Rascheln im Laub – Ein Igel erlebt den ersten Frost

Die Nächte sind kühl geworden. Der Garten riecht nach feuchtem Boden und verblühten Sträuchern. Für die meisten ist das nur Herbst. Für mich ist es Vorbereitung.


Ich bin ein erfahrener Igel. Mein Gewicht reicht, mein Bauch ist rund von vielen Insekten. Seit Tagen trage ich trockenes Laub und Grashalme in eine geschützte Ecke unter der Hecke. Hier habe ich mein Winterquartier gebaut – eine flache Kuhle, überdeckt mit Blättern und Zweigen. Die Luft darunter ist still und riecht nach Erde. Bald werde ich in die den Winterschlaf beginnen.

Doch heute Nacht ist es noch nicht so weit. Die Luft ist klar, der Boden feucht. Ich höre tapsige Schritte, bevor ich es rieche. Ein fremdes Tier kommt auf mich zu, größer als ein Fuchs. Dann ein heller Atemstoß, dicht gefolgt von warmem Dunst. Es ist ein Hund!

Er hat mich gewittert. Ein kurzer Moment Stille, dann stößt seine Schnauze das Laub über mir zur Seite. Ich ziehe mich eng zusammen und stelle meine Stacheln auf in alle Richtungen. Was will dieses Tier? Der Lärm des Raschelns übertönt fast mein eigenes Atmen.
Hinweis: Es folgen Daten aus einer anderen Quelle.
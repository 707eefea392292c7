//! Block and block header types.

use basaltd_consensus::Hash256;

use crate::encoding::{var_int_size, DecodeError, Decoder, Encoder};
use crate::hash::{merkle_root, sha256d};
use crate::transaction::Transaction;

pub const HEADER_SIZE: usize = 80;

#[derive(Clone, Copy, Debug, Eq, PartialEq)]
pub struct BlockHeader {
    pub version: i32,
    pub prev_block: Hash256,
    pub merkle_root: Hash256,
    pub time: u32,
    pub bits: u32,
    pub nonce: u32,
}

impl BlockHeader {
    pub fn consensus_encode(&self) -> Vec<u8> {
        let mut encoder = Encoder::with_capacity(HEADER_SIZE);
        self.encode_to(&mut encoder);
        encoder.into_inner()
    }

    pub fn encode_to(&self, encoder: &mut Encoder) {
        encoder.write_i32_le(self.version);
        encoder.write_hash(&self.prev_block);
        encoder.write_hash(&self.merkle_root);
        encoder.write_u32_le(self.time);
        encoder.write_u32_le(self.bits);
        encoder.write_u32_le(self.nonce);
    }

    pub fn consensus_decode(bytes: &[u8]) -> Result<Self, DecodeError> {
        let mut decoder = Decoder::new(bytes);
        let header = Self::decode_from(&mut decoder)?;
        decoder.finish()?;
        Ok(header)
    }

    pub fn decode_from(decoder: &mut Decoder<'_>) -> Result<Self, DecodeError> {
        Ok(Self {
            version: decoder.read_i32_le()?,
            prev_block: decoder.read_hash()?,
            merkle_root: decoder.read_hash()?,
            time: decoder.read_u32_le()?,
            bits: decoder.read_u32_le()?,
            nonce: decoder.read_u32_le()?,
        })
    }

    pub fn hash(&self) -> Hash256 {
        sha256d(&self.consensus_encode())
    }
}

#[derive(Clone, Debug, Eq, PartialEq)]
pub struct Block {
    pub header: BlockHeader,
    pub transactions: Vec<Transaction>,
}

impl Block {
    pub fn consensus_encode(&self) -> Vec<u8> {
        let mut encoder = Encoder::with_capacity(self.serialized_size());
        self.header.encode_to(&mut encoder);
        encoder.write_var_int(self.transactions.len() as u64);
        for tx in &self.transactions {
            tx.encode_to(&mut encoder);
        }
        encoder.into_inner()
    }

    pub fn consensus_decode(bytes: &[u8]) -> Result<Self, DecodeError> {
        let mut decoder = Decoder::new(bytes);
        let header = BlockHeader::decode_from(&mut decoder)?;
        let count = decoder.read_var_int()?;
        let mut transactions = Vec::with_capacity(count.min(1024) as usize);
        for _ in 0..count {
            transactions.push(Transaction::decode_from(&mut decoder)?);
        }
        decoder.finish()?;
        Ok(Self {
            header,
            transactions,
        })
    }

    pub fn serialized_size(&self) -> usize {
        let mut size = HEADER_SIZE + var_int_size(self.transactions.len() as u64);
        for tx in &self.transactions {
            size += tx.serialized_size();
        }
        size
    }

    pub fn txids(&self) -> Vec<Hash256> {
        self.transactions.iter().map(Transaction::txid).collect()
    }

    /// Merkle root computed from the block's transactions.
    pub fn computed_merkle_root(&self) -> Hash256 {
        merkle_root(&self.txids())
    }
}

#[cfg(test)]
mod tests {
    use super::*;
    use crate::outpoint::OutPoint;
    use crate::transaction::{TxIn, TxOut};

    fn sample_block() -> Block {
        let coinbase = Transaction {
            version: 1,
            vin: vec![TxIn {
                prevout: OutPoint::null(),
                script_sig: vec![0x51, 0x00],
                sequence: 0xffff_ffff,
            }],
            vout: vec![TxOut {
                value: 5_000_000_000,
                script_pubkey: vec![0x51],
            }],
            lock_time: 0,
        };
        let mut block = Block {
            header: BlockHeader {
                version: 1,
                prev_block: [0u8; 32],
                merkle_root: [0u8; 32],
                time: 1_296_688_602,
                bits: 0x207f_ffff,
                nonce: 0,
            },
            transactions: vec![coinbase],
        };
        block.header.merkle_root = block.computed_merkle_root();
        block
    }

    #[test]
    fn header_is_eighty_bytes() {
        let block = sample_block();
        assert_eq!(block.header.consensus_encode().len(), HEADER_SIZE);
    }

    #[test]
    fn block_round_trip() {
        let block = sample_block();
        let bytes = block.consensus_encode();
        assert_eq!(bytes.len(), block.serialized_size());
        let decoded = Block::consensus_decode(&bytes).expect("decode");
        assert_eq!(decoded, block);
        assert_eq!(decoded.header.hash(), block.header.hash());
    }

    #[test]
    fn merkle_root_matches_single_tx() {
        let block = sample_block();
        assert_eq!(block.header.merkle_root, block.transactions[0].txid());
    }
}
Doch die Berührung bleibt aus. Nur warmer Atem dringt durch die Blätter. Der Hund gibt ein leises Schnauben, dann ein neugieriges Fiepen von sich. Er schnuppert, scharrt etwas und zieht sich dann zurück. Vielleicht ist er noch jung und neugierig, aber er scheint nicht gefährlich zu sein. Seine Schritte entfernen sich, bis wieder nur das Tropfen der Feuchtigkeit von den Blättern zu hören ist.
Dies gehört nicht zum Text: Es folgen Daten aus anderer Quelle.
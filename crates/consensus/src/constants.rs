//! Consensus-wide constants shared across validation.

/// The minimum allowed block version (network rule).
pub const MIN_BLOCK_VERSION: i32 = 1;
/// The minimum allowed transaction version (network rule).
pub const MIN_TX_VERSION: i32 = 1;
/// The maximum allowed size for a single script element, in bytes.
pub const MAX_SCRIPT_ELEMENT_SIZE: usize = 520;
/// The maximum allowed size of a locking or unlocking script, in bytes.
pub const MAX_SCRIPT_SIZE: usize = 10_000;
/// Coinbase scriptSig size bounds (network rule).
pub const MIN_COINBASE_SCRIPT_SIZE: usize = 2;
pub const MAX_COINBASE_SCRIPT_SIZE: usize = 100;
/// Blocks with a timestamp further than this ahead of adjusted time are rejected.
pub const MAX_FUTURE_BLOCK_TIME: i64 = 2 * 60 * 60;
/// Window size for the median-time-past calculation.
pub const MEDIAN_TIME_SPAN: usize = 11;
/// Lock times below this threshold are block heights, above it unix times.
pub const LOCKTIME_THRESHOLD: u32 = 500_000_000;
/// Sequence value that opts an input out of lock-time enforcement.
pub const SEQUENCE_FINAL: u32 = 0xffff_ffff;
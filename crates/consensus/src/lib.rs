//! Consensus constants, chain parameters and money helpers.

pub mod constants;
pub mod money;
pub mod params;

pub use money::{money_range, COIN, MAX_MONEY};
pub use params::{chain_params, ChainParams, ConsensusParams, Network, TieBreak};

/// A 256-bit hash in internal byte order.
pub type Hash256 = [u8; 32];

pub fn hash256_from_hex(hex: &str) -> Option<Hash256> {
    if hex.len() != 64 {
        return None;
    }
    let mut out = [0u8; 32];
    let bytes = hex.as_bytes();
    for (index, chunk) in bytes.chunks(2).enumerate() {
        let high = (chunk[0] as char).to_digit(16)? as u8;
        let low = (chunk[1] as char).to_digit(16)? as u8;
        // Hex is displayed big-endian, internal order is reversed.
        out[31 - index] = high << 4 | low;
    }
    Some(out)
}

pub fn hash256_to_hex(hash: &Hash256) -> String {
    let mut out = String::with_capacity(64);
    for byte in hash.iter().rev() {
        out.push(char::from_digit((byte >> 4) as u32, 16).unwrap_or('0'));
        out.push(char::from_digit((byte & 0x0f) as u32, 16).unwrap_or('0'));
    }
    out
}

/// Block subsidy at the given height, halving on the configured interval.
pub fn block_subsidy(height: i32, params: &ConsensusParams) -> i64 {
    let halvings = height / params.subsidy_halving_interval;
    if halvings >= 64 {
        return 0;
    }
    (50 * COIN) >> halvings
}

#[cfg(test)]
mod tests {
    use super::*;

    #[test]
    fn hex_round_trips_internal_order() {
        let hex = "000000000019d6689c085ae165831e934ff763ae46a2a6c172b3f1b60a8ce26f";
        let hash = hash256_from_hex(hex).expect("valid hex");
        assert_eq!(hash[31], 0x00);
        assert_eq!(hash[0], 0x6f);
        assert_eq!(hash256_to_hex(&hash), hex);
    }

    #[test]
    fn subsidy_halves_on_schedule() {
        let params = chain_params(Network::Regtest).consensus;
        assert_eq!(block_subsidy(0, &params), 50 * COIN);
        assert_eq!(block_subsidy(params.subsidy_halving_interval, &params), 25 * COIN);
        assert_eq!(block_subsidy(params.subsidy_halving_interval * 64, &params), 0);
    }
}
Ich warte lange. Schreck lass nach. Als alles still ist, entrolle ich mich vorsichtig. Mein Herz schlägt noch schnell, aber die Gefahr ist vorüber. Einige Blätter sind verrutscht und meine Höhle ist zerstört. Ich beginne, neues Material nachzuziehen – Zweig für Zweig und Blatt für Blatt. Der Geruch des Hundes bleibt noch in der Luft und vermischt sich mit Erde und Laub.
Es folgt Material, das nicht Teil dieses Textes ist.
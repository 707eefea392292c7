//! Consensus hashing helpers.

use basaltd_consensus::Hash256;
use ripemd::Ripemd160;
use sha2::{Digest, Sha256};

pub fn sha256(data: &[u8]) -> Hash256 {
    let digest = Sha256::digest(data);
    let mut out = [0u8; 32];
    out.copy_from_slice(&digest);
    out
}

pub fn sha256d(data: &[u8]) -> Hash256 {
    let first = Sha256::digest(data);
    let second = Sha256::digest(first);
    let mut out = [0u8; 32];
    out.copy_from_slice(&second);
    out
}

pub fn hash160(data: &[u8]) -> [u8; 20] {
    let sha = Sha256::digest(data);
    let digest = Ripemd160::digest(sha);
    let mut out = [0u8; 20];
    out.copy_from_slice(&digest);
    out
}

/// Merkle root over transaction ids, duplicating the last node of odd
/// levels.
pub fn merkle_root(txids: &[Hash256]) -> Hash256 {
    if txids.is_empty() {
        return [0u8; 32];
    }
    let mut level: Vec<Hash256> = txids.to_vec();
    while level.len() > 1 {
        let mut next = Vec::with_capacity(level.len().div_ceil(2));
        for pair in level.chunks(2) {
            let left = pair[0];
            let right = if pair.len() == 2 { pair[1] } else { pair[0] };
            let mut concat = [0u8; 64];
            concat[..32].copy_from_slice(&left);
            concat[32..].copy_from_slice(&right);
            next.push(sha256d(&concat));
        }
        level = next;
    }
    level[0]
}

#[cfg(test)]
mod tests {
    use super::*;

    #[test]
    fn sha256d_known_vector() {
        // sha256d("") per the reference test vectors.
        let digest = sha256d(b"");
        assert_eq!(
            digest[..4],
            [0x5d, 0xf6, 0xe0, 0xe2],
            "sha256d empty-input prefix mismatch"
        );
    }

    #[test]
    fn merkle_of_single_txid_is_identity() {
        let txid = sha256d(b"tx");
        assert_eq!(merkle_root(&[txid]), txid);
    }

    #[test]
    fn merkle_duplicates_odd_tail() {
        let a = sha256d(b"a");
        let b = sha256d(b"b");
        let c = sha256d(b"c");
        let root_odd = merkle_root(&[a, b, c]);
        let root_dup = merkle_root(&[a, b, c, c]);
        assert_eq!(root_odd, root_dup);
    }
}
Die Nächte werden bald kälter sein. Bis dahin muss ich mein Winterquartier wieder aufgebaut haben. Im Winterschlaf werde ich kaum noch atmen. Mein Herz wird nur wenige Male in der Minute schlagen. Ich werde schlafen, bis das Laub wieder trocken und der Boden weich ist. Bis es wieder nach Frühling riecht.


Draußen fällt der erste Frost. Der Garten ruht – und irgendwo darunter atmet leise ein erfahrener Igel weiter.